Of particular interest, I am one of the Chairs of a campus organization committee called Operation Immunization, in which pharmacy students go out into the community and immunize patients. Around this time of year, giving the flu shot has been our primary goal, and we have participated in many events around town, including retail pharmacies and hospitals as well as churches and health fairs. This committee has already been able to immunize over 4,000 people, and we’re working on many more! Being able to organize events like these remind me so much of CBU’s September of Service (SOS) initiative, in which CBU students, faculty, staff, and even alumni participate in a service activity every day during September. I was able to be an SOS leader during my junior and senior years of my undergraduate career, and I love being able to continue carrying out that CBU tradition in this unique pharmacy-related way. The involvement at I have obtained at CBU has significantly impacted how I viewed such opportunities at UT College of Pharmacy (UTCOP). Instead of being intimidated by the organizations, professors, and other coursework, I have been taking advantage of all that the college has to offer by being involved in the things that interest me most.
Although I still have over 2 years before I become a Doctor of Pharmacy, I have been thinking about what types of things I would want to do once I graduate. Last summer, I did my introductory rotations, an aspect of the UTCOP curriculum in which students are assigned to a site to work alongside a pharmacist who guides and explains aspects of their career.
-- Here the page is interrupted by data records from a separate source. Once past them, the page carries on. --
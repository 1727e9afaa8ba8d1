use super::{SessionEvent, TransferOutcome};
use crate::constants::DATA_BUFFER_SIZE;
use crate::registry::Registry;
use crate::session::{DataChannel, TransferMode};
use log::{debug, warn};
use std::sync::Arc;
use tokio::io::{AsyncReadExt, AsyncWriteExt};
use tokio::net::TcpStream;
use tokio::sync::{mpsc, oneshot};

/// Runs one data connection to completion and reports back.
///
/// The task is only spawned after the preliminary 150 has been written
/// and flushed on the control connection, so the final reply can never
/// overtake it. The abort receiver fires on ABOR (or when the control
/// task dies); either way the socket is dropped and `Aborted` reported.
pub fn spawn_transfer(
    session_id: u64,
    socket: TcpStream,
    channel: DataChannel,
    mode: TransferMode,
    abort_rx: oneshot::Receiver<()>,
    events: mpsc::Sender<SessionEvent>,
    registry: Arc<Registry>,
) {
    tokio::spawn(async move {
        let mut socket = socket;
        let mut abort_rx = abort_rx;
        let mut bytes: u64 = 0;

        let outcome = match channel {
            DataChannel::Outbound(mut source) => {
                pump_out(&mut source, &mut socket, &mut abort_rx, &mut bytes).await
            }
            DataChannel::Inbound(mut sink) => {
                pump_in(&mut socket, &mut sink, &mut abort_rx, &mut bytes).await
            }
        };

        debug!(
            "Session {} transfer finished: {:?}, {} bytes",
            session_id, outcome, bytes
        );

        if mode.is_upload() {
            registry.add_uploaded(bytes);
        } else {
            registry.add_downloaded(bytes);
        }

        if events
            .send(SessionEvent::TransferDone { outcome, bytes })
            .await
            .is_err()
        {
            debug!("Session {} closed before its transfer report", session_id);
        }
    });
}

/// Server-to-client pump (RETR and the listing commands). Backpressure
/// comes from awaiting the socket write before the next read.
async fn pump_out(
    source: &mut crate::core_fs::FsReader,
    socket: &mut TcpStream,
    abort_rx: &mut oneshot::Receiver<()>,
    bytes: &mut u64,
) -> TransferOutcome {
    let mut buf = vec![0u8; DATA_BUFFER_SIZE];
    loop {
        let read = tokio::select! {
            _ = &mut *abort_rx => return TransferOutcome::Aborted,
            r = source.read(&mut buf) => r,
        };
        let n = match read {
            Ok(0) => {
                if let Err(e) = socket.shutdown().await {
                    debug!("Data socket shutdown after send: {}", e);
                }
                return TransferOutcome::Success;
            }
            Ok(n) => n,
            Err(e) => {
                warn!("Error reading transfer source: {}", e);
                return TransferOutcome::Failed;
            }
        };
        let write = tokio::select! {
            _ = &mut *abort_rx => return TransferOutcome::Aborted,
            w = socket.write_all(&buf[..n]) => w,
        };
        if let Err(e) = write {
            warn!("Error writing to data socket: {}", e);
            return TransferOutcome::Failed;
        }
        *bytes += n as u64;
    }
}

/// Client-to-server pump (STOR/APPE/STOU). The peer closing the socket
/// ends the upload; anything the sink refuses fails it.
async fn pump_in(
    socket: &mut TcpStream,
    sink: &mut crate::core_fs::FsWriter,
    abort_rx: &mut oneshot::Receiver<()>,
    bytes: &mut u64,
) -> TransferOutcome {
    let mut buf = vec![0u8; DATA_BUFFER_SIZE];
    loop {
        let read = tokio::select! {
            _ = &mut *abort_rx => return TransferOutcome::Aborted,
            r = socket.read(&mut buf) => r,
        };
        let n = match read {
            Ok(0) => {
                if let Err(e) = sink.shutdown().await {
                    warn!("Error finishing upload sink: {}", e);
                    return TransferOutcome::Failed;
                }
                return TransferOutcome::Success;
            }
            Ok(n) => n,
            Err(e) => {
                warn!("Error reading from data socket: {}", e);
                return TransferOutcome::Failed;
            }
        };
        let write = tokio::select! {
            _ = &mut *abort_rx => return TransferOutcome::Aborted,
            w = sink.write_all(&buf[..n]) => w,
        };
        if let Err(e) = write {
            warn!("Error writing upload to sink: {}", e);
            return TransferOutcome::Failed;
        }
        *bytes += n as u64;
    }
}
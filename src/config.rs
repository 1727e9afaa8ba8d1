use serde::{Deserialize, Serialize};

#[derive(Debug, Clone, Deserialize, Serialize)]
pub struct ServerConfig {
    pub hostname: String,
    pub listen_port: u16,
    /// Idle deadline on the control connection, in seconds.
    pub timeout_secs: Option<u64>,
    /// Accept anonymous logins with a mail address as password.
    pub guest: bool,
    /// Root of the served tree. Logins land at `/` within it.
    pub homedir: String,
    /// Address advertised to clients in PASV replies.
    pub pasv_address: String,
    /// Ports the passive pool may hand out. `0` entries bind ephemeral.
    pub pasv_ports: Vec<u16>,
    /// Path to the `user:bcrypt-hash[:home]` passwd file.
    pub passwd_file: String,
    /// Refuse new control connections with 421 when set.
    pub suspended: Option<bool>,
}

#[derive(Debug, Clone, Deserialize, Serialize)]
pub struct Config {
    pub server: ServerConfig,
}

impl Default for ServerConfig {
    fn default() -> Self {
        Self {
            hostname: String::from("0.0.0.0"),
            listen_port: 2021,
            timeout_secs: Some(15),
            guest: true,
            homedir: String::from("/srv/ftp"),
            pasv_address: String::from("127.0.0.1"),
            pasv_ports: vec![6001, 6002, 6003],
            passwd_file: String::from("/etc/oxidftpd.passwd"),
            suspended: Some(false),
        }
    }
}

impl Default for Config {
    fn default() -> Self {
        Self {
            server: ServerConfig::default(),
        }
    }
}

impl Config {
    pub fn load_from_file(path: &str) -> anyhow::Result<Self> {
        use anyhow::Context;
        let config_str = std::fs::read_to_string(path)
            .with_context(|| format!("Failed to read configuration file: {}", path))?;
        let mut config: Config = toml::from_str(&config_str)
            .with_context(|| format!("Failed to parse configuration file: {}", path))?;

        if config.server.timeout_secs.is_none() {
            config.server.timeout_secs = Some(15);
        }
        if config.server.suspended.is_none() {
            config.server.suspended = Some(false);
        }

        Ok(config)
    }

    pub fn timeout_secs(&self) -> u64 {
        self.server.timeout_secs.unwrap_or(15)
    }

    pub fn suspended(&self) -> bool {
        self.server.suspended.unwrap_or(false)
    }
}
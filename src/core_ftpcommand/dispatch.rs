use super::command::{Command, FtpCommand};
use crate::core_network::{pasv, port, SessionEvent};
use crate::reply::Reply;
use crate::session::Session;
use crate::state::FtpState;
use log::debug;
use tokio::sync::mpsc;

/// Runs one parsed command against the session and produces its reply.
///
/// This is the whole executor: the owning connection task calls it, so
/// execution is trivially serialized per session, and the only I/O a
/// command may await is the filesystem (plus the PASV pool handshake).
/// Errors never escape; they all become replies.
pub async fn execute_command(
    state: &FtpState,
    session: &mut Session,
    events: &mpsc::Sender<SessionEvent>,
    cmd: &Command,
) -> Reply {
    let Some(verb) = cmd.verb else {
        debug!(
            "Session {} sent unknown verb {}",
            session.id, cmd.raw_verb
        );
        return Reply::new(504, "Not implemented.");
    };

    if verb.requires_login() && !session.logged_in {
        return Reply::new(530, "Not logged in.");
    }

    let param = cmd.param.as_str();
    match verb {
        FtpCommand::USER => super::user::handle_user_command(state, session, param).await,
        FtpCommand::PASS => super::pass::handle_pass_command(state, session, param).await,
        FtpCommand::PWD => super::pwd::handle_pwd_command(session).await,
        FtpCommand::TYPE => super::type_::handle_type_command(session, param).await,
        FtpCommand::MODE => super::type_::handle_mode_command(param).await,
        FtpCommand::STRU => super::type_::handle_stru_command(param).await,
        FtpCommand::NOOP => super::noop::handle_noop_command().await,
        FtpCommand::ALLO => super::noop::handle_allo_command().await,
        FtpCommand::SYST => super::syst::handle_syst_command(state).await,
        FtpCommand::FEAT => super::feat::handle_feat_command().await,
        FtpCommand::OPTS => super::feat::handle_opts_command(param).await,
        FtpCommand::TVFS => super::feat::handle_tvfs_command().await,
        FtpCommand::PORT => port::handle_port_command(state, session, param),
        FtpCommand::EPRT => port::handle_eprt_command(state, session, param),
        FtpCommand::PASV => pasv::handle_pasv_command(state, session, events).await,
        FtpCommand::EPSV => pasv::handle_epsv_command(state, session, events).await,
        FtpCommand::LIST => super::list::handle_list_command(state, session, param).await,
        FtpCommand::NLST => super::list::handle_nlst_command(state, session, param).await,
        FtpCommand::MLSD => super::list::handle_mlsd_command(state, session, param).await,
        FtpCommand::MLST => super::list::handle_mlst_command(state, session, param).await,
        FtpCommand::RETR => super::retr::handle_retr_command(state, session, param).await,
        FtpCommand::STOR => super::stor::handle_stor_command(state, session, param).await,
        FtpCommand::APPE => super::stor::handle_appe_command(state, session, param).await,
        FtpCommand::STOU => super::stor::handle_stou_command(state, session).await,
        FtpCommand::REST => super::rest::handle_rest_command(state, session, param).await,
        FtpCommand::CWD => super::cwd::handle_cwd_command(state, session, param).await,
        FtpCommand::CDUP => super::cwd::handle_cdup_command(state, session).await,
        FtpCommand::DELE => super::dele::handle_dele_command(state, session, param).await,
        FtpCommand::RMD => super::dele::handle_rmd_command(state, session, param).await,
        FtpCommand::MKD => super::mkd::handle_mkd_command(state, session, param).await,
        FtpCommand::RNFR => super::rnfr::handle_rnfr_command(state, session, param).await,
        FtpCommand::RNTO => super::rnto::handle_rnto_command(state, session, param).await,
        FtpCommand::STAT => super::stat::handle_stat_command(state, session, param).await,
        FtpCommand::MDTM => super::mdtm::handle_mdtm_command(state, session, param).await,
        FtpCommand::SIZE => super::size::handle_size_command(state, session, param).await,
        FtpCommand::ABOR => super::abor::handle_abor_command(state, session).await,
        FtpCommand::QUIT => super::quit::handle_quit_command(state, session).await,
    }
}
I particularly enjoyed my rotation at Methodist Hospital in Germantown, where I spent time with two inpatient pharmacists, who played an integral role in the management of anticoagulation therapy for their patients. I could also see that their duties to both their healthcare team and patients encompassed a wide array of responsibilities and knowledge, which served as yet another motivator for my future career.
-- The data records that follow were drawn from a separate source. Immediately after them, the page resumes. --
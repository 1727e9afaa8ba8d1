use crate::helpers::resolve_virtual;
use crate::reply::Reply;
use crate::session::Session;
use crate::state::FtpState;
use log::info;

/// Handles the RNFR (Rename From) FTP command: remember the source for
/// the RNTO that must follow.
pub async fn handle_rnfr_command(state: &FtpState, session: &mut Session, arg: &str) -> Reply {
    if arg.is_empty() {
        return Reply::new(501, "Syntax error in parameters or arguments.");
    }
    let path = resolve_virtual(&session.current_dir, arg);
    match state.fs.stat(&path).await {
        Ok(Some(_)) => {
            info!("Session {} will rename {}", session.id, path);
            session.rename_from = Some(path);
            Reply::new(350, "Requested file action pending further information.")
        }
        Ok(None) => Reply::new(550, "File or directory does not exist."),
        Err(e) => e.to_reply(),
    }
}
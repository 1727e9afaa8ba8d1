use crate::config::Config;
use crate::core_auth::{PasswdFileStore, UserStore};
use crate::core_fs::local::LocalFs;
use crate::core_fs::FileSystem;
use crate::core_network::{network, pasv};
use crate::registry::Registry;
use crate::state::FtpState;
use anyhow::{Context, Result};
use log::info;
use std::net::IpAddr;
use std::sync::Arc;

/// Wires the service bundle together and runs the FTP server.
pub async fn run(config: Config) -> Result<()> {
    info!("Starting server with config: {:?}", config);

    let config = Arc::new(config);
    let fs: Arc<dyn FileSystem> = Arc::new(LocalFs::new(&config.server.homedir));
    let users: Arc<dyn UserStore> =
        Arc::new(PasswdFileStore::from_file(&config.server.passwd_file));
    let registry = Arc::new(Registry::new());

    let pasv_ip: IpAddr = config
        .server
        .pasv_address
        .parse()
        .with_context(|| format!("Bad pasv_address: {}", config.server.pasv_address))?;
    let pasv = pasv::spawn_pool(pasv_ip, config.server.pasv_ports.clone());

    let state = Arc::new(FtpState::new(config, fs, users, registry, pasv));
    network::start_server(state).await
}
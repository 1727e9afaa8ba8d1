use super::control;
use crate::state::FtpState;
use anyhow::{Context, Result};
use log::{error, info};
use std::sync::Arc;
use tokio::net::TcpListener;

/// Binds the control listener at the configured endpoint.
pub async fn bind(state: &FtpState) -> Result<TcpListener> {
    let endpoint = (
        state.config.server.hostname.as_str(),
        state.config.server.listen_port,
    );
    let listener = TcpListener::bind(endpoint)
        .await
        .with_context(|| {
            format!(
                "Failed to bind control listener on {}:{}",
                endpoint.0, endpoint.1
            )
        })?;
    info!("Server listening on {}", listener.local_addr()?);
    Ok(listener)
}

/// Accept loop: one task per client. A connection's failure is logged
/// and dies with that connection; the listener keeps going.
pub async fn serve(listener: TcpListener, state: Arc<FtpState>) -> Result<()> {
    loop {
        let (socket, addr) = listener.accept().await?;
        info!("New connection from {}", addr);
        let state = Arc::clone(&state);
        tokio::spawn(async move {
            if let Err(e) = control::run(socket, state).await {
                error!("Connection error for {}: {:#}", addr, e);
            }
        });
    }
}

pub async fn start_server(state: Arc<FtpState>) -> Result<()> {
    let listener = bind(&state).await?;
    serve(listener, state).await
}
As I reflect on my educational experiences and what will be next, I often find myself being thankful that I had the opportunity to attend CBU. Not only did I obtain a high quality education that prepared me for the great volume of work that is expected in graduate school, but I was shaped into a better person by my peers, teachers, and even the CBU atmosphere. I am now a more outgoing, passionate, and motivated person. These qualities have allowed me to succeed throughout pharmacy school thus far, and I hope they will continue to do so as I embark on my career in just a few short years.